* Description of the task:
Among the records, how many lines carry the string "this"? Give that number with nothing added.

(Collected data entries)
━━━━
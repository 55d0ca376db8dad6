// Licensed to the Apache Software Foundation (ASF) under one
// or more contributor license agreements.  See the NOTICE file
// distributed with this work for additional information
// regarding copyright ownership.  The ASF licenses this file
// to you under the Apache License, Version 2.0 (the
// "License"); you may not use this file except in compliance
// with the License.  You may obtain a copy of the License at
//
//   http://www.apache.org/licenses/LICENSE-2.0
//
// Unless required by applicable law or agreed to in writing,
// software distributed under the License is distributed on an
// "AS IS" BASIS, WITHOUT WARRANTIES OR CONDITIONS OF ANY
// KIND, either express or implied.  See the License for the
// specific language governing permissions and limitations
// under the License.

use std::sync::atomic::{AtomicBool, Ordering};
use std::sync::Arc;

use async_trait::async_trait;
use log::{debug, error, info};
use tokio::sync::mpsc;

use crate::error::{BorealisError, Result};

/// Consumer side of an [`EventLoop`]. Implementations process one event at a
/// time and may post follow-up events through the provided sender.
#[async_trait]
pub trait EventAction<E>: Send + Sync {
    fn on_start(&self);

    fn on_stop(&self);

    async fn on_receive(&self, event: E, tx_event: &EventSender<E>) -> Result<()>;

    fn on_error(&self, error: BorealisError);
}

/// A named, buffered event loop. Events posted through [`EventSender`] are
/// processed in order by the registered [`EventAction`] on a spawned task.
#[derive(Clone)]
pub struct EventLoop<E> {
    pub name: String,
    pub buffer_size: usize,
    stopped: Arc<AtomicBool>,
    action: Arc<dyn EventAction<E>>,
    tx_event: Option<mpsc::Sender<E>>,
}

impl<E: Send + 'static> EventLoop<E> {
    pub fn new(
        name: impl Into<String>,
        buffer_size: usize,
        action: Arc<dyn EventAction<E>>,
    ) -> Self {
        Self {
            name: name.into(),
            buffer_size,
            stopped: Arc::new(AtomicBool::new(false)),
            action,
            tx_event: None,
        }
    }

    fn run(&self, mut rx_event: mpsc::Receiver<E>) {
        let name = self.name.clone();
        let stopped = self.stopped.clone();
        let action = self.action.clone();
        let tx_event = EventSender::new(
            self.tx_event
                .clone()
                .expect("run() called before channel creation"),
        );
        tokio::spawn(async move {
            info!("Starting the event loop {}", name);
            while !stopped.load(Ordering::SeqCst) {
                if let Some(event) = rx_event.recv().await {
                    if let Err(e) = action.on_receive(event, &tx_event).await {
                        error!("Fail to process event in the loop {}: {}", name, e);
                        action.on_error(e);
                    }
                } else {
                    info!("Event channel closed, shutting down the loop {}", name);
                    drop(rx_event);
                    return;
                }
            }
            info!("The event loop {} has been stopped", name);
            drop(rx_event);
        });
    }

    pub fn start(&mut self) -> Result<()> {
        if self.stopped.load(Ordering::SeqCst) {
            return Err(BorealisError::Internal(format!(
                "{} event loop already stopped",
                self.name
            )));
        }
        if self.tx_event.is_some() {
            return Err(BorealisError::Internal(format!(
                "{} event loop already started",
                self.name
            )));
        }

        let (tx_event, rx_event) = mpsc::channel::<E>(self.buffer_size);
        self.tx_event = Some(tx_event);
        self.run(rx_event);
        self.action.on_start();

        Ok(())
    }

    pub fn stop(&self) {
        if !self.stopped.swap(true, Ordering::SeqCst) {
            self.action.on_stop();
        } else {
            debug!("{} event loop is already stopped", self.name);
        }
    }

    pub fn get_sender(&self) -> Result<EventSender<E>> {
        Ok(EventSender {
            tx_event: self.tx_event.clone().ok_or_else(|| {
                BorealisError::Internal("Event sender not exist!!!".to_string())
            })?,
        })
    }
}

#[derive(Clone)]
pub struct EventSender<E> {
    tx_event: mpsc::Sender<E>,
}

impl<E: Send + 'static> EventSender<E> {
    pub fn new(tx_event: mpsc::Sender<E>) -> Self {
        Self { tx_event }
    }

    pub async fn post_event(&self, event: E) -> Result<()> {
        self.tx_event.send(event).await.map_err(|e| {
            BorealisError::Internal(format!("Fail to send event due to {e}"))
        })
    }
}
━━━━
* Output of the task:
3